As such, it has to be both complex and specified, or it would be ambiguous at best. An example given by Behe in his introduction to the book is that Scrabble tiles "accidentally" forming the sequence AN would be insufficiently complex to be a sign, while NDEIRUABFDMOJHRINKE, matching no recognizable pattern, would be insufficiently specified. But METHINKSITISLIKEAWEASEL is both sufficiently complex and sufficiently specific, and therefore improbable enough, by pure chance, to be a sign.

So (it is easy enough to see around corners and expect) Dembski is going to argue that certain sufficiently complex features of the living world are also improbable enough, if chance alone were thought to be their author, to be taken as a sign that we ought to decide in favor of belief over nonbelief.

Clearly he is also going to lay out a formal methodology for determining how improbable, and therefore how specified and sign-like, a complex biological "pattern" such as an eye — or rather the genetic code therefor — needs to be to allay our doubts about God's existence.

This line of reasoning, Dembski makes clear at the outset, is intended to explode science's insistence today on naturalism — its refusal to entertain divine agency as a causal explanation for anything.
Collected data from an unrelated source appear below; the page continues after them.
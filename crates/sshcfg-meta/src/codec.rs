//! Encoding and decoding of metadata comment lines.
//!
//! Two shapes are recognised:
//! ```text
//! # @<key>: <value>
//! # @tagdef <name> [color]
//! ```
//! Anything else, including comments that only look similar, decodes to
//! `None`. Malformed metadata is never an error.

use crate::tags::TagDefinitions;
use crate::{COLOR_KEY, TAGS_KEY};
use regex::Regex;
use std::sync::LazyLock;

/// `# @key: value`. The key is a bare identifier, the value runs to end of line.
static KEY_VALUE_REGEX: LazyLock<Regex> = LazyLock::new(|| {
    Regex::new(r"^#\s*@([A-Za-z][A-Za-z0-9_-]*)\s*:(.*)$").expect("Invalid metadata regex")
});

/// `# @tagdef NAME [COLOR]`.
static TAGDEF_REGEX: LazyLock<Regex> = LazyLock::new(|| {
    Regex::new(r"^#\s*@(?i:tagdef)\s+(\S+)(?:\s+(\S+))?\s*$").expect("Invalid tagdef regex")
});

/// Decodes a `# @key: value` comment.
///
/// The key is lower-cased and the value trimmed.
///
/// # Example
/// ```
/// use sshcfg_meta::decode_comment;
///
/// assert_eq!(
///     decode_comment("# @Tags: prod, web"),
///     Some(("tags".to_string(), "prod, web".to_string()))
/// );
/// assert_eq!(decode_comment("# plain comment"), None);
/// assert_eq!(decode_comment("HostName example.com"), None);
/// ```
pub fn decode_comment(line: &str) -> Option<(String, String)> {
    let caps = KEY_VALUE_REGEX.captures(line.trim())?;
    let key = caps.get(1)?.as_str().to_lowercase();
    let value = caps.get(2).map_or("", |m| m.as_str()).trim().to_string();
    Some((key, value))
}

/// Splits a comma-separated tag list, trimming each entry and dropping
/// empty ones.
pub fn decode_tags(value: &str) -> Vec<String> {
    value
        .split(',')
        .map(str::trim)
        .filter(|tag| !tag.is_empty())
        .map(str::to_string)
        .collect()
}

/// Encodes a tag list as a `# @tags:` comment, or `None` when there are no tags.
pub fn encode_tags<S: AsRef<str>>(tags: &[S]) -> Option<String> {
    if tags.is_empty() {
        return None;
    }
    let joined = tags.iter().map(AsRef::as_ref).collect::<Vec<_>>().join(", ");
    Some(format!("# @{}: {}", TAGS_KEY, joined))
}

/// Encodes a host color as a `# @color:` comment, or `None` when empty.
pub fn encode_color(color: Option<&str>) -> Option<String> {
    match color.map(str::trim) {
        Some(color) if !color.is_empty() => Some(format!("# @{}: {}", COLOR_KEY, color)),
        _ => None,
    }
}

/// All metadata lines to write above a `Host` line, tags first.
pub fn encode_metadata<S: AsRef<str>>(tags: &[S], color: Option<&str>) -> Vec<String> {
    encode_tags(tags)
        .into_iter()
        .chain(encode_color(color))
        .collect()
}

/// Whether the line is block-scoped metadata (`@tags` or `@color`).
pub fn is_block_metadata(line: &str) -> bool {
    matches!(decode_comment(line), Some((key, _)) if key == TAGS_KEY || key == COLOR_KEY)
}

/// Decodes a `# @tagdef NAME [COLOR]` line. A missing color is `""`.
///
/// # Example
/// ```
/// use sshcfg_meta::decode_tag_definition;
///
/// assert_eq!(
///     decode_tag_definition("# @tagdef prod #ff0000"),
///     Some(("prod".to_string(), "#ff0000".to_string()))
/// );
/// assert_eq!(
///     decode_tag_definition("# @tagdef staging"),
///     Some(("staging".to_string(), String::new()))
/// );
/// ```
pub fn decode_tag_definition(line: &str) -> Option<(String, String)> {
    let caps = TAGDEF_REGEX.captures(line.trim())?;
    let name = caps.get(1)?.as_str().to_string();
    let color = caps.get(2).map_or("", |m| m.as_str()).to_string();
    Some((name, color))
}

/// Whether the line is a `# @tagdef` declaration.
pub fn is_tag_definition(line: &str) -> bool {
    decode_tag_definition(line).is_some()
}

/// Encodes tag definitions sorted by name, case-insensitively.
pub fn encode_tag_definitions(definitions: &TagDefinitions) -> Vec<String> {
    let mut entries: Vec<(&str, &str)> = definitions.iter().collect();
    entries.sort_by(|(a, _), (b, _)| a.to_lowercase().cmp(&b.to_lowercase()).then(a.cmp(b)));
    entries
        .into_iter()
        .map(|(name, color)| {
            if color.is_empty() {
                format!("# @tagdef {}", name)
            } else {
                format!("# @tagdef {} {}", name, color)
            }
        })
        .collect()
}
From the very first chapter the reasoning Dembski uses seems to depend on the possibility that signs (from God or from anyone else) can in theory be stated in advance with crystal clarity:

If tonight she refuses to let me touch her [the "sign"], then I'll immediately break off all contact with her [the "decision"] (see pp. 28-29).
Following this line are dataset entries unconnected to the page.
//! File-level host block editing.
//!
//! [`ConfigEditor`] wraps the pure text operations of `sshcfg_blocks::writer`
//! with the file handling around them: precondition checks, an optional
//! backup of the target, and an atomic write. Every operation returns the
//! path of the backup it took, if any.

use crate::backup::BackupManager;
use crate::config::EditorConfig;
use crate::{Error, Result};
use sshcfg_blocks::{
    HostBlock, append_block, format_block_with_metadata, remove_block,
    replace_block_with_metadata, replace_tag_definitions,
};
use sshcfg_fs::{absolutize, expand_tilde, io};
use sshcfg_meta::TagDefinitions;
use std::fs;
use std::path::{Path, PathBuf};

/// Applies block mutations to config files on disk.
#[derive(Debug, Clone, Default)]
pub struct ConfigEditor {
    config: EditorConfig,
}

impl ConfigEditor {
    pub fn new() -> Self {
        Self::default()
    }

    pub fn with_config(config: EditorConfig) -> Self {
        Self { config }
    }

    pub fn config(&self) -> &EditorConfig {
        &self.config
    }

    /// Backup manager for `target`, using this editor's backup settings.
    pub fn backups_for(&self, target: &Path) -> BackupManager {
        BackupManager::with_config(target, &self.config.backups)
    }

    /// Replace `block` in `target`, keeping its tags and color.
    ///
    /// # Errors
    /// `NotFound` when `target` does not exist, `StaleBlock` when `block`
    /// was parsed from another file, and `Blocks(NotAHostLine)` when the
    /// file changed since `block` was parsed.
    pub fn replace(
        &self,
        target: &Path,
        block: &HostBlock,
        patterns: &[String],
        options: &[(String, String)],
    ) -> Result<Option<PathBuf>> {
        self.replace_with_metadata(
            target,
            block,
            patterns,
            options,
            block.tags.as_slice(),
            block.color.as_deref(),
        )
    }

    /// Replace `block` and its metadata comments in `target`.
    pub fn replace_with_metadata(
        &self,
        target: &Path,
        block: &HostBlock,
        patterns: &[String],
        options: &[(String, String)],
        tags: &[String],
        color: Option<&str>,
    ) -> Result<Option<PathBuf>> {
        let target = self.check_block(target, block)?;
        let content = io::read_text(&target)?;

        let replacement = format_block_with_metadata(patterns, options, tags, color);
        let updated = replace_block_with_metadata(&content, block.lineno, &replacement)?;

        let backup = self.backup_if_needed(&target)?;
        io::write_text(&target, &updated)?;
        tracing::info!(file = %target.display(), line = block.lineno, host = %block.display_name(), "replaced host block");
        Ok(backup)
    }

    /// Remove `block` and its metadata comments from `target`.
    pub fn remove(&self, target: &Path, block: &HostBlock) -> Result<Option<PathBuf>> {
        self.remove_many(target, &[block])
    }

    /// Remove several blocks of one file with a single backup and write.
    ///
    /// Blocks are removed bottom-up so the line numbers of the remaining
    /// ones stay valid.
    pub fn remove_many(&self, target: &Path, blocks: &[&HostBlock]) -> Result<Option<PathBuf>> {
        let mut resolved = None;
        for block in blocks {
            resolved = Some(self.check_block(target, block)?);
        }
        let Some(target) = resolved else {
            return Ok(None);
        };

        let mut linenos: Vec<usize> = blocks.iter().map(|block| block.lineno).collect();
        linenos.sort_unstable_by(|a, b| b.cmp(a));
        linenos.dedup();

        let mut content = io::read_text(&target)?;
        for lineno in &linenos {
            content = remove_block(&content, *lineno)?;
        }

        let backup = self.backup_if_needed(&target)?;
        io::write_text(&target, &content)?;
        tracing::info!(file = %target.display(), count = linenos.len(), "removed host blocks");
        Ok(backup)
    }

    /// Append a new block to `target`, creating the file if needed.
    pub fn append(
        &self,
        target: &Path,
        patterns: &[String],
        options: &[(String, String)],
    ) -> Result<Option<PathBuf>> {
        self.append_with_metadata(target, patterns, options, &[], None)
    }

    /// Append a new block with tags and color to `target`.
    pub fn append_with_metadata(
        &self,
        target: &Path,
        patterns: &[String],
        options: &[(String, String)],
        tags: &[String],
        color: Option<&str>,
    ) -> Result<Option<PathBuf>> {
        let target = expand_tilde(&target.to_string_lossy());
        let content = read_or_empty(&target)?;

        let block_text = format_block_with_metadata(patterns, options, tags, color);
        let updated = append_block(&content, &block_text);

        let backup = self.backup_if_needed(&target)?;
        io::write_text(&target, &updated)?;
        tracing::info!(file = %target.display(), host = %patterns.join(" "), "appended host block");
        Ok(backup)
    }

    /// Rewrite the `# @tagdef` lines of `target`.
    pub fn set_tag_definitions(
        &self,
        target: &Path,
        definitions: &TagDefinitions,
    ) -> Result<Option<PathBuf>> {
        let target = expand_tilde(&target.to_string_lossy());
        let content = read_or_empty(&target)?;
        let updated = replace_tag_definitions(&content, definitions);
        if updated == content {
            tracing::debug!(file = %target.display(), "tag definitions unchanged");
            return Ok(None);
        }

        let backup = self.backup_if_needed(&target)?;
        io::write_text(&target, &updated)?;
        tracing::info!(file = %target.display(), count = definitions.len(), "updated tag definitions");
        Ok(backup)
    }

    /// Checks that `target` exists and that `block` came from it. Returns
    /// the expanded target path.
    fn check_block(&self, target: &Path, block: &HostBlock) -> Result<PathBuf> {
        let target = expand_tilde(&target.to_string_lossy());
        if !target.is_file() {
            return Err(Error::NotFound { path: target });
        }
        if absolutize(&block.source_file) != absolutize(&target) {
            return Err(Error::StaleBlock {
                block: block.display_name(),
                source_file: block.source_file.clone(),
                target,
            });
        }
        Ok(target)
    }

    fn backup_if_needed(&self, target: &Path) -> Result<Option<PathBuf>> {
        if !self.config.backups.enabled {
            return Ok(None);
        }
        match fs::metadata(target) {
            Ok(metadata) if metadata.is_file() && metadata.len() > 0 => {
                Ok(Some(self.backups_for(target).backup()?))
            }
            _ => Ok(None),
        }
    }
}

fn read_or_empty(path: &Path) -> Result<String> {
    match io::read_text(path) {
        Ok(content) => Ok(content),
        Err(err) if err.is_not_found() => Ok(String::new()),
        Err(err) => Err(err.into()),
    }
}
That's supposed to be an example of a "test-conditional" in which both the sign and the decision are not "fuzzy," hence not useless. That way, if the sign is indeed given by "her" tonight, the decision is as good as made.

But what if she just so happens to have the measles tonight, or the flu? What if she's decided for her own personal reasons to be chaste for awhile, even though she's mad about her Lothario? What if any number of other "outside" possibilities occur, by chance or by intent, which would render her "sign-giving" vacuous?

In other words, I tend to doubt Dembski's basic assumption that a test-conditional can necessarily be stated clearly enough for its coming true to qualify as the definitive giving of a sign.

Also, reading the complexity of evolutionary history as a sign of a divine designer's will or intent does not constitute specifying the requisite sign in advance. Are "post facto" test-conditions even valid?

Also, "she" in the example is not informed of the sign that has been specified by her Lothario ... but God is aware of everything.

And I have this final overarching objection: Maybe God's true signs are supposed to be discerned spiritually, in the light of faith alone ... not by logic, nor by mathematical criteria of probability or improbability. If a test-conditon somehow could be specified with mathematical clarity, in advance, with no potential "outside" possibilities to muddy up the interpretation, and with no prior notification given to the sign-giver that a test is being made, it couldn't have anything to do with signs from God.

In other words, I think no valid analogy can be drawn between a sign or test-condition presented in the secular or human sphere and one involving the supernatural order of things. The logic of secular signs is wholly different from the logic of faith-based signs.

If I'm right about that, then Intelligent Design is a dud of a scientific theory, right from the get-go.

This does not mean that there's no God. Nor does it mean that God doesn't somehow shape evolution. It just means that God has no intention of allowing his divine actions to be shoehorned into categories of performance that bypass our faith as a precondition of recognition.

Nor does it disqualify logic, reason, mathematics, or wholly naturalistic science; it just circumscribes their applicability. Instead of God letting our doubts and requests for proof potentiate his sign-giving, he insists on a leap of faith on our part before his signs can truly speak to us.

Note that these criticisms do not apply to Stuart Kauffman's theory of self-organization (see Welcome to Beyond Darwin). That theory, which complements rather than challenges Darwin's natural selection, is wholly naturalistic. It posits laws, not signs. Kauffman's theory says there are "deep and beautiful laws" which produce, almost inevitably, certain "kinds of things" as evolution's outcomes.

Lawful behavior can be investigated with no faith whatever: witness Kepler, who was forced by his careful observations to conclude that the planets trace out elliptical paths, though he initially had faith that their movements were keyed instead to the five so-called "perfect" solids.